- _DIRECTIONS FOR THIS TASK_: The answer must consist of each line below that holds the word "temporary", copied as it stands.

- _RECORDS_:
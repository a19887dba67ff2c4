use clap::Parser;
use log::debug;

use ownotes::{App, Cli, Settings, Vault};

fn initialize_logger(verbose: bool) {
    let default_filter = if verbose { "debug" } else { "info" };
    env_logger::Builder::from_env(env_logger::Env::default().default_filter_or(default_filter))
        .format_timestamp_secs()
        .format_module_path(true)
        .init();
}

#[tokio::main]
async fn main() {
    let cli = Cli::parse();
    initialize_logger(cli.verbose);

    let settings_path = cli.config.clone().unwrap_or_else(Settings::default_path);
    let settings = Settings::load(&settings_path);
    debug!("Using settings from {}", settings_path.display());

    let vault_root = match cli.vault_dir.clone() {
        Some(dir) => dir,
        None => match std::env::current_dir() {
            Ok(dir) => dir,
            Err(e) => {
                eprintln!("Failed to determine the working directory: {}", e);
                std::process::exit(1);
            }
        },
    };

    let mut app = App::new(settings, settings_path, Vault::new(vault_root), cli.verbose);
    if let Err(e) = app.run(cli.command).await {
        eprintln!("{}", e);
        std::process::exit(1);
    }
}
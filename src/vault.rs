//! Note file creation.
//!
//! The vault is the folder tree notes live in. Creation is deliberately
//! strict: the target folder must already exist, an existing note is never
//! overwritten, and the content goes through a temporary file in the target
//! directory so a failed creation leaves nothing behind.

use std::{
    io::Write,
    path::{Path, PathBuf},
};

use log::{debug, error, info};
use tempfile::NamedTempFile;

use crate::{OwError, Result};

/// Normalizes a slash-separated location into a relative path: empty and
/// `.` segments collapse, `..` pops, both separator styles are accepted.
pub fn normalize_path(path: &str) -> PathBuf {
    let mut normalized = PathBuf::new();
    for part in path.split(['/', '\\']) {
        match part {
            "" | "." => {}
            ".." => {
                normalized.pop();
            }
            part => normalized.push(part),
        }
    }
    normalized
}

/// Creates notes beneath a root directory.
pub struct Vault {
    root: PathBuf,
}

impl Vault {
    pub fn new(root: PathBuf) -> Self {
        Vault { root }
    }

    pub fn root(&self) -> &Path {
        &self.root
    }

    /// Creates a Markdown note named `file_name` inside `location` with the
    /// given content, and returns the created path.
    ///
    /// Fails when the folder does not exist or a note with the same path
    /// already does; neither failure leaves a partial file on disk.
    pub fn create_note(&self, location: &str, file_name: &str, content: &str) -> Result<PathBuf> {
        let relative = normalize_path(&format!("{}/{}.md", location, file_name));
        let path = self.root.join(relative);
        debug!("Creating note at {}", path.display());

        let dir = path.parent().unwrap_or_else(|| Path::new(".")).to_path_buf();
        if !dir.exists() {
            error!("Target folder does not exist: {}", dir.display());
            return Err(OwError::DirectoryError { path: dir });
        }

        if path.exists() {
            return Err(OwError::NoteAlreadyExists { path });
        }

        let mut temp_file = NamedTempFile::new_in(&dir).map_err(|e| {
            error!("Failed to create temporary file in {}: {}", dir.display(), e);
            OwError::Io(e)
        })?;
        temp_file.write_all(content.as_bytes())?;
        temp_file.flush()?;

        temp_file.persist(&path).map_err(|e| {
            error!("Failed to persist note {}: {}", path.display(), e.error);
            OwError::Io(e.error)
        })?;

        info!("Created note {}", path.display());
        Ok(path)
    }
}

- _WRITTEN SOLUTION_:
//! overwritten, and the content goes through a temporary file in the target
            error!("Failed to create temporary file in {}: {}", dir.display(), e);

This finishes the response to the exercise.